The issues in dispute

  1. [7]
    In determining the outcome of this proceeding the parties posed five questions or issues that needed to be determined.  They are:
  1. Whether the proposed development should be approved, as a consequence of compliance with Traditional building character (demolition) overlay code Performance Outcome PO5(c), because the subject building does not contribute to the traditional building character of that part of the street within the Traditional building character overlay.
  2. Whether the proposed development should be approved, as a consequence of compliance with Traditional building character (demolition) overlay code Acceptable Outcome AO5(d), because the subject building is in a section of the street within the Traditional building character overlay that has no traditional character.
  3. Whether the proposed development should be approved, as a consequence of compliance with Traditional building character (demolition) overlay code overall outcome 2(a), because the development protects residential buildings constructed in 1946 or earlier that individually or collectively contribute to giving the areas in the Traditional building character overlay their traditional character and traditional building character.
  4. Whether the proposed development should be approved, as a consequence of compliance with Traditional building character (demolition) overlay code overall outcome 2(d), because the development protects residential building or a part of a building constructed in 1946 or earlier where it forms a part of a character streetscape comprising residential dwellings constructed in 1946 or earlier nearby in the street within the Traditional building character overlay.
  5. If non-compliance with the above provisions be established whether, in the Court’s discretion, the development application ought nonetheless be approved, on the basis that the streetscape surrounding the proposed development has evolved from that intended by the Traditional building character overlay.
  1. [8]
    During his opening, Mr Wylie, counsel for the appellant, advised the court that his client no longer pressed his case concerning the character of the street insofar as compliance with AO5(c) was concerned.[1]

The statutory regime

  1. [9]
    Pursuant to s 43 of the Planning and Environment Court Act 2016 (PECA), an appeal such as this is by way of a hearing anew and, pursuant to s 45(2) of that Act it is for the appellant to satisfy the court that the appeal ought be allowed.  As the subject development application is one that requires code assessment, s 45(3) of the Planning Act 2016 requires that assessment must be carried out only:

“(a)(i) against the assessment benchmarks in a categorising instrument for the development; and

  1. (ii)
    having regard to any matters prescribed by regulation for this sub-paragraph.”
  1. [10]
    Pursuant to s 60(2) of the Planning Act, the manager has the discretion to approve a development application even if the development does not comply with some of the assessment benchmarks”.  There have been a number of cases both in this Court but, more importantly in the Court of Appeal, that make it clear that since the introduction of ss 45 and 60 of the Planning Act and the abolition of the so-called two-tiered test under s 326(1)(b) of the Sustainable Planning Act 2009, a broad planning discretion has been conferred upon the decision-maker, and in this instance, the court.[2]  In YQ Property Pty Ltd, Justice Henry with the other members of the court agreeing said:[3]

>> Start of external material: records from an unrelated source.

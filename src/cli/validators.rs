//! CLI argument validators.
//!
//! Shared validation functions for CLI argument parsing.

use crate::constants::threshold;

/// Parse and validate a threshold value (0.0-1.0).
pub fn parse_threshold(s: &str) -> Result<f32, String> {
    let value: f32 = s
        .parse()
        .map_err(|_| format!("'{s}' is not a valid number"))?;

    if !(threshold::MIN..=threshold::MAX).contains(&value) {
        return Err(format!(
            "threshold must be between {} and {}, got {value}",
            threshold::MIN,
            threshold::MAX
        ));
    }

    Ok(value)
}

“The ultimate decision called for when making an impact assessment under s 45 and s 60 of the Planning Act is a broad, evaluative judgment.  It will be recalled that while s 45(5)(a) requires the assessment must be carried out against assessment benchmarks, s 45(5)(b) gives the assessment manager broad warrant to have regard to any other matter.

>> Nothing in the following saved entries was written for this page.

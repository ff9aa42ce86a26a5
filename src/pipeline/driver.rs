//! Tiled detection over one raster.

use crate::aggregate::{
    Footprint, GlobalDetection, MaskGeometry, MergeOutcome, filter_by_mask, merge_detections,
    reproject,
};
use crate::chip::{ChannelOrder, ChipGrid, default_overlap, extract_chip, plan_chips};
use crate::config::{validate_chip_geometry, validate_threshold};
use crate::constants::{DEFAULT_CHIP_SIZE, DEFAULT_MERGE_THRESH, DEFAULT_SCORE_THRESH, work_files};
use crate::error::Result;
use crate::inference::{Detector, LabelMap, RawDetection};
use crate::output::progress::inc_progress;
use crate::output::{Detection, GeoJsonWriter, write_all, write_json};
use crate::raster::{GeoTransform, RasterSource};
use indicatif::ProgressBar;
use rayon::prelude::*;
use serde::Serialize;
use std::path::Path;
use std::time::Instant;
use tracing::{debug, info};

/// Pipeline stage, in execution order.
#[derive(Debug, Clone, Copy, PartialEq, Eq, PartialOrd, Ord)]
pub enum Stage {
    /// Computing the chip grid.
    Planning,
    /// Extracting chips and running the detector.
    Detecting,
    /// Moving detections into the raster frame.
    Reprojecting,
    /// Merging duplicates from overlapping chips.
    Merging,
    /// Dropping detections outside the mask.
    MaskFiltering,
    /// Finished.
    Done,
}

impl std::fmt::Display for Stage {
    fn fmt(&self, f: &mut std::fmt::Formatter<'_>) -> std::fmt::Result {
        let name = match self {
            Self::Planning => "planning",
            Self::Detecting => "detecting",
            Self::Reprojecting => "reprojecting",
            Self::Merging => "merging",
            Self::MaskFiltering => "mask filtering",
            Self::Done => "done",
        };
        f.write_str(name)
    }
}

/// Shared, read-only inputs of a run.
pub struct PipelineInputs<'a> {
    /// Raster to scan.
    pub raster: &'a dyn RasterSource,
    /// Detector applied to every chip.
    pub detector: &'a dyn Detector,
    /// Class names.
    pub label_map: &'a LabelMap,
    /// Optional area of interest.
    pub mask: Option<&'a MaskGeometry>,
}

/// Tunable parameters of a run.
#[derive(Debug, Clone, Copy, PartialEq)]
pub struct PipelineOptions {
    /// Chip edge length in pixels.
    pub chip_size: u32,
    /// Overlap between adjacent chips in pixels.
    pub overlap: u32,
    /// Raster bands fed to the detector.
    pub channel_order: ChannelOrder,
    /// Minimum detector score.
    pub score_thresh: f32,
    /// IOU threshold for merging.
    pub merge_thresh: f32,
}

impl Default for PipelineOptions {
    fn default() -> Self {
        Self {
            chip_size: DEFAULT_CHIP_SIZE,
            overlap: default_overlap(DEFAULT_CHIP_SIZE),
            channel_order: ChannelOrder::default(),
            score_thresh: DEFAULT_SCORE_THRESH,
            merge_thresh: DEFAULT_MERGE_THRESH,
        }
    }
}

impl PipelineOptions {
    /// Check the options against a raster with `band_count` bands.
    pub fn validate(&self, band_count: usize) -> Result<()> {
        validate_chip_geometry(self.chip_size, self.overlap)?;
        validate_threshold("score_thresh", self.score_thresh)?;
        validate_threshold("merge_thresh", self.merge_thresh)?;
        self.channel_order.validate(band_count)
    }
}

/// Everything a run produced.
#[derive(Debug, Clone)]
pub struct PipelineRun {
    /// The chip grid.
    pub grid: ChipGrid,
    /// Raw detection count per chip, by chip id.
    pub chip_detections: Vec<usize>,
    /// All detections in the raster frame, by id.
    pub detections: Vec<GlobalDetection>,
    /// Merge result before mask filtering.
    pub merge: MergeOutcome,
    /// Final detections with their outlines.
    pub footprints: Vec<Footprint>,
    /// Transform used for the outlines.
    pub geo_transform: Option<GeoTransform>,
}

impl PipelineRun {
    /// Number of raw detections.
    pub fn raw_count(&self) -> usize {
        self.detections.len()
    }

    /// Number of merged detections removed by the mask.
    pub fn masked_out(&self) -> usize {
        self.merge.detections.len() - self.footprints.len()
    }
}

#[derive(Serialize)]
struct ChipsInfo<'a> {
    raster_width: usize,
    raster_height: usize,
    band_count: usize,
    channel_order: ChannelOrder,
    geo_transform: Option<GeoTransform>,
    grid: &'a ChipGrid,
}

fn enter(stage: Stage) {
    debug!("Stage: {}", stage);
}

/// Run detection over `inputs.raster` and aggregate the results.
///
/// Chip extraction and detection run on the current rayon pool; merging
/// starts only after every chip has been processed. The first chip error
/// aborts the run. Intermediate artifacts are written into `work_dir`.
pub fn run_pipeline(
    inputs: &PipelineInputs<'_>,
    options: &PipelineOptions,
    work_dir: &Path,
    progress: Option<&ProgressBar>,
) -> Result<PipelineRun> {
    let raster = inputs.raster;
    options.validate(raster.band_count())?;
    let start = Instant::now();
    let transform = raster.geo_transform();

    enter(Stage::Planning);
    let grid = plan_chips(
        raster.height(),
        raster.width(),
        options.chip_size,
        options.overlap,
    )?;
    info!(
        "Planned {} chips ({}x{}) over {}x{} raster",
        grid.len(),
        grid.grid_rows,
        grid.grid_cols,
        raster.width(),
        raster.height()
    );
    write_json(
        &work_dir.join(work_files::CHIPS_INFO),
        &ChipsInfo {
            raster_width: raster.width(),
            raster_height: raster.height(),
            band_count: raster.band_count(),
            channel_order: options.channel_order,
            geo_transform: transform,
            grid: &grid,
        },
    )?;

    enter(Stage::Detecting);
    let per_chip: Vec<Vec<RawDetection>> = grid
        .windows
        .par_iter()
        .map(|window| -> Result<Vec<RawDetection>> {
            let chip = extract_chip(raster, window, options.channel_order)?;
            let raw = inputs
                .detector
                .detect(&chip, inputs.label_map, options.score_thresh)?;
            inc_progress(progress);
            Ok(raw)
        })
        .collect::<Result<_>>()?;

    enter(Stage::Reprojecting);
    let chip_detections: Vec<usize> = per_chip.iter().map(Vec::len).collect();
    let first_ids: Vec<usize> = chip_detections
        .iter()
        .scan(0, |next, &count| {
            let first = *next;
            *next += count;
            Some(first)
        })
        .collect();
    let detections: Vec<GlobalDetection> = per_chip
        .par_iter()
        .zip(&grid.windows)
        .zip(first_ids)
        .flat_map_iter(|((raws, window), first)| {
            raws.iter()
                .enumerate()
                .map(move |(i, raw)| reproject(raw, window, first + i))
        })
        .collect();
    info!("Detected {} objects in {} chips", detections.len(), grid.len());
    write_json(&work_dir.join(work_files::PREDICTIONS), &detections)?;

    enter(Stage::Merging);
    let merge = merge_detections(&detections, f64::from(options.merge_thresh));
    let merged: Vec<Footprint> = merge
        .detections
        .par_iter()
        .map(|d| Footprint::new(d.clone(), transform))
        .collect();
    info!(
        "Merged into {} detections ({} duplicates)",
        merge.detections.len(),
        merge.merges
    );

    enter(Stage::MaskFiltering);
    let footprints = match inputs.mask {
        Some(mask) => {
            let unfiltered: Vec<Detection> = merged
                .iter()
                .map(|f| Detection::from_footprint(f, inputs.label_map))
                .collect();
            let mut writer =
                GeoJsonWriter::new(&work_dir.join(work_files::UNFILTERED_PREDICTIONS));
            write_all(&mut writer, &unfiltered)?;
            let kept = filter_by_mask(Some(mask), merged);
            info!("Mask kept {} of {} detections", kept.len(), unfiltered.len());
            kept
        }
        None => merged,
    };

    enter(Stage::Done);
    debug!("Pipeline finished in {:.2?}", start.elapsed());

    Ok(PipelineRun {
        grid,
        chip_detections,
        detections,
        merge,
        footprints,
        geo_transform: transform,
    })
}
//! Axis-aligned bounding boxes.

use super::{GeometryError, Point, Polygon};
use serde::{Deserialize, Serialize};

/// Axis-aligned box in pixel coordinates (`x` = column, `y` = row).
#[derive(Debug, Clone, Copy, PartialEq, Serialize, Deserialize)]
pub struct BoundingBox {
    /// Left edge.
    pub xmin: f64,
    /// Top edge.
    pub ymin: f64,
    /// Right edge.
    pub xmax: f64,
    /// Bottom edge.
    pub ymax: f64,
}

impl BoundingBox {
    /// Create a box from its edges.
    pub const fn new(xmin: f64, ymin: f64, xmax: f64, ymax: f64) -> Self {
        Self {
            xmin,
            ymin,
            xmax,
            ymax,
        }
    }

    /// Box width (negative for inverted boxes).
    pub fn width(&self) -> f64 {
        self.xmax - self.xmin
    }

    /// Box height (negative for inverted boxes).
    pub fn height(&self) -> f64 {
        self.ymax - self.ymin
    }

    /// Area, or zero for degenerate boxes.
    pub fn area(&self) -> f64 {
        self.width().max(0.0) * self.height().max(0.0)
    }

    /// Check that the box can take part in IOU computations.
    pub fn validate(&self) -> Result<(), GeometryError> {
        let coords = [self.xmin, self.ymin, self.xmax, self.ymax];
        if coords.iter().any(|c| !c.is_finite()) {
            return Err(GeometryError::NonFinite);
        }
        if self.width() <= 0.0 || self.height() <= 0.0 {
            return Err(GeometryError::Degenerate);
        }
        Ok(())
    }

    /// Shift the box by `dx` columns and `dy` rows.
    #[must_use]
    pub fn translate(&self, dx: f64, dy: f64) -> Self {
        Self::new(self.xmin + dx, self.ymin + dy, self.xmax + dx, self.ymax + dy)
    }

    /// Area shared with `other`.
    pub fn intersection_area(&self, other: &Self) -> f64 {
        let w = self.xmax.min(other.xmax) - self.xmin.max(other.xmin);
        let h = self.ymax.min(other.ymax) - self.ymin.max(other.ymin);
        if w <= 0.0 || h <= 0.0 {
            return 0.0;
        }
        w * h
    }

    /// Intersection over union with `other`; zero when the boxes are disjoint.
    pub fn iou(&self, other: &Self) -> f64 {
        let inter = self.intersection_area(other);
        if inter <= 0.0 {
            return 0.0;
        }
        let union = self.area() + other.area() - inter;
        if union <= 0.0 { 0.0 } else { inter / union }
    }

    /// Corners as `[min, max]` pairs for spatial indexing.
    pub const fn corners(&self) -> ([f64; 2], [f64; 2]) {
        ([self.xmin, self.ymin], [self.xmax, self.ymax])
    }

    /// Closed ring, clockwise in image space starting at the top-left corner.
    pub fn to_polygon(&self) -> Polygon {
        Polygon::new(vec![
            Point::new(self.xmin, self.ymin),
            Point::new(self.xmax, self.ymin),
            Point::new(self.xmax, self.ymax),
            Point::new(self.xmin, self.ymax),
        ])
    }
}

#[cfg(test)]
#[allow(clippy::float_cmp)]
mod tests {
    use super::*;

    #[test]
    fn test_area_and_intersection() {
        let a = BoundingBox::new(0.0, 0.0, 10.0, 10.0);
        let b = BoundingBox::new(5.0, 5.0, 15.0, 15.0);
        assert_eq!(a.area(), 100.0);
        assert_eq!(a.intersection_area(&b), 25.0);
        assert!((a.iou(&b) - 25.0 / 175.0).abs() < 1e-12);
    }

    #[test]
    fn test_iou_identical_is_exactly_one() {
        let a = BoundingBox::new(12.5, 3.25, 40.75, 19.0);
        assert_eq!(a.iou(&a), 1.0);
    }

    #[test]
    fn test_touching_boxes_do_not_intersect() {
        let a = BoundingBox::new(0.0, 0.0, 10.0, 10.0);
        let b = BoundingBox::new(10.0, 0.0, 20.0, 10.0);
        assert_eq!(a.intersection_area(&b), 0.0);
        assert_eq!(a.iou(&b), 0.0);
    }

    #[test]
    fn test_validate_rejects_malformed() {
        assert_eq!(
            BoundingBox::new(f64::NAN, 0.0, 1.0, 1.0).validate(),
            Err(GeometryError::NonFinite)
        );
        assert_eq!(
            BoundingBox::new(5.0, 0.0, 5.0, 1.0).validate(),
            Err(GeometryError::Degenerate)
        );
        assert_eq!(
            BoundingBox::new(0.0, 4.0, 1.0, 1.0).validate(),
            Err(GeometryError::Degenerate)
        );
        assert!(BoundingBox::new(0.0, 0.0, 1.0, 1.0).validate().is_ok());
    }

    #[test]
    fn test_translate_is_exact() {
        let b = BoundingBox::new(1.5, 2.5, 3.5, 4.5).translate(250.0, 500.0);
        assert_eq!(b, BoundingBox::new(251.5, 502.5, 253.5, 504.5));
    }
}
//! Output writer trait definition.

use crate::error::Result;
use crate::output::Detection;

/// Trait for writing detection results.
pub trait OutputWriter {
    /// Write the file header (if applicable).
    fn write_header(&mut self) -> Result<()>;

    /// Write a single detection.
    fn write_detection(&mut self, detection: &Detection) -> Result<()>;

    /// Finalize the output (flush, close, etc.).
    fn finalize(&mut self) -> Result<()>;
}

/// Write every detection through `writer`, then finalize it.
pub fn write_all(writer: &mut dyn OutputWriter, detections: &[Detection]) -> Result<()> {
    writer.write_header()?;
    for detection in detections {
        writer.write_detection(detection)?;
    }
    writer.finalize()
}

The reservation of the decision-maker of that element of discretion in carrying out an impact assessment fits with s 60(3) of the Planning Act.

  1. [11]
    Clearly His Honour there is referring to the assessment of a development application requiring impact assessment.  That said, in YQ Property Pty Ltd Henry J, unsurprisingly I would respectfully observe, made it clear that the broader planning discretion also applied to code assessable development.[4]  That said of course the discretion must be exercised judicially and, as Judge Williamson QC said in Ashvan,[5] while the introduction of the Planning Act, coupled with the express deletion of a test of the type contemplated pursuant to s 326 of the Sustainable Planning Act, conferred a broad planning discretion, that did not mean the discretion admitted of an unbridled opportunity to approve or refuse development appeals.

The expert evidence

  1. [12]
    Mr Elliot and Mr Kennedy agreed that for the purpose of the relevant evaluation of the Traditional building Character, the study area should be limited to that section of Flinders Parade bounded by Fourteenth Avenue to the south and Fifteenth Avenue to the north. Within that section of Flinders Parade, it is uncontroversial that four pre-1947 houses still remain.[6] There is also one house, the providence of which is uncertain however, insofar as it might contribute to the streetscape it is more consistent with a pre-1947 form of construction then the more modern recent residential development.[7]
  2. [13]
    According to Mr Kennedy, that house visually strengthened the traditional character of this precinct.[8]  That I am able to accept. However, despite Mr Rix’s valiant attempt to convince me otherwise, I am unable to accept that the house referred to as the house on “green posts” adds to or supports the traditional character of the street.  That is so for two reasons.  First, I accept Mr Elliot’s evidence to the effect that, notwithstanding some of its physical features, it did not present as being representative of traditional character.  His opinion about that was not shaken by either the cross examination or the evidence of Mr Kennedy.  The second reason is that the house was not one that was relied on by Mr Kennedy in his assessment of the character of this precinct. Had Mr Kennedy considered that house to be a relevant consideration, I am sure he would have referred to it in either the joint expert report (JER) or his court report.
  3. [14]
    In or about late 2006/early 2007 and late 2009/early 2010, two pre-1947 houses were demolished. The one at 466 Flinders Parade was demolished because it had been substantially altered from its original form and it had been demonstrated that the house was structurally unsound and could not reasonably be capable of being made structurally sound.[9]  The second was that located at 484 Flinders Parade where the house was described as having no traditional architectural features and was not considered to be a good example of traditional timber and tin design and construction.[10]
  4. [15]
    Since 1964, the character of this section of Flinders Parade has changed dramatically. The large vacant block on the corner of Flinders Parade and Fourteenth Avenue was subdivided and two new large modern houses were then constructed thereon. An existing vacant parcel of land was developed with a more modern form of design and construction. Another larger lot was subdivided and developed with a large and modern house and, as already mentioned, two pre-1947 houses were demolished and replaced with large modern houses. The net result of all of this was that this section of Flinders Parade now comprises of 13 dwellings of which only four have been definitively identified as pre-1947 houses.[11] There is the indeterminate dwelling situated on 472 – 474 Flinders Parade,[12] otherwise the balance of this precinct comprises of post 1946 houses, six of which are very large and of modern design and construction.
  5. [16]
    The development of this section of Flinders Parade, at least since 1964, has resulted in not only more modern forms of development being the dominant form but it has also resulted in the four existing pre-1947 houses being separated from each other. The two pre-1947 houses located towards the south are separated by only one large modern form of development however, the two to the north are separated by three modern houses, two of which are extremely large and dominate the lots on which they are constructed.[13] In this context, the subject dwelling itself sits between two large modern houses. The dominating form of those modern residences adjoining the subject are represented in a number of photographs.[14]
  6. [17]
    It was Mr Elliot’s opinion that:[15]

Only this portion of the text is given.